_Task details_.
Write out every entry exactly as it appears.

(Beginning of Source data)

//! Per-identity acceptance ledger for duplicate suppression.

use std::collections::HashMap;

use chrono::{DateTime, Duration, Utc};
use parking_lot::Mutex;

/// Tracks, per identity, when an attendance event was last accepted.
///
/// `should_accept` is a single check-and-update step under one lock, so two
/// concurrent frames for the same identity can never both be accepted
/// inside the window. The lock is never held across I/O; the critical
/// section is one map lookup and at most one insert.
#[derive(Default)]
pub struct CooldownTracker {
    last_accepted: Mutex<HashMap<String, DateTime<Utc>>>,
}

impl CooldownTracker {
    pub fn new() -> Self {
        Self::default()
    }

    /// Decide whether an event for `id` may be recorded at `now`.
    ///
    /// No prior entry: accept and record `now`. Prior entry: accept iff
    /// `now - last >= window`, updating the stored timestamp. A rejection
    /// leaves the timestamp unchanged — repeats do not extend the window.
    pub fn should_accept(&self, id: &str, now: DateTime<Utc>, window: Duration) -> bool {
        let mut ledger = self.last_accepted.lock();
        match ledger.get(id) {
            Some(last) if now.signed_duration_since(*last) < window => false,
            _ => {
                ledger.insert(id.to_string(), now);
                true
            }
        }
    }

    /// Drop the ledger entry for a removed identity, bounding ledger growth
    /// under enrollment churn. Returns whether an entry existed.
    pub fn remove(&self, id: &str) -> bool {
        self.last_accepted.lock().remove(id).is_some()
    }

    pub fn len(&self) -> usize {
        self.last_accepted.lock().len()
    }

    pub fn is_empty(&self) -> bool {
        self.last_accepted.lock().is_empty()
    }
}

(End of Source data)

_Result for this task_.
//! Per-identity acceptance ledger for duplicate suppression.

use std::collections::HashMap;

use chrono::{DateTime, Duration, Utc};
use parking_lot::Mutex;

/// Tracks, per identity, when an attendance event was last accepted.
///
/// `should_accept` is a single check-and-update step under one lock, so two
/// concurrent frames for the same identity can never both be accepted
/// inside the window. The lock is never held across I/O; the critical
/// section is one map lookup and at most one insert.
#[derive(Default)]
pub struct CooldownTracker {
    last_accepted: Mutex<HashMap<String, DateTime<Utc>>>,
}

impl CooldownTracker {
    pub fn new() -> Self {
        Self::default()
    }

    /// Decide whether an event for `id` may be recorded at `now`.
    ///
    /// No prior entry: accept and record `now`. Prior entry: accept iff
    /// `now - last >= window`, updating the stored timestamp. A rejection
    /// leaves the timestamp unchanged — repeats do not extend the window.
    pub fn should_accept(&self, id: &str, now: DateTime<Utc>, window: Duration) -> bool {
        let mut ledger = self.last_accepted.lock();
        match ledger.get(id) {
            Some(last) if now.signed_duration_since(*last) < window => false,
            _ => {
                ledger.insert(id.to_string(), now);
                true
            }
        }
    }

    /// Drop the ledger entry for a removed identity, bounding ledger growth
    /// under enrollment churn. Returns whether an entry existed.
    pub fn remove(&self, id: &str) -> bool {
        self.last_accepted.lock().remove(id).is_some()
    }

    pub fn len(&self) -> usize {
        self.last_accepted.lock().len()
    }

    pub fn is_empty(&self) -> bool {
        self.last_accepted.lock().is_empty()
    }
}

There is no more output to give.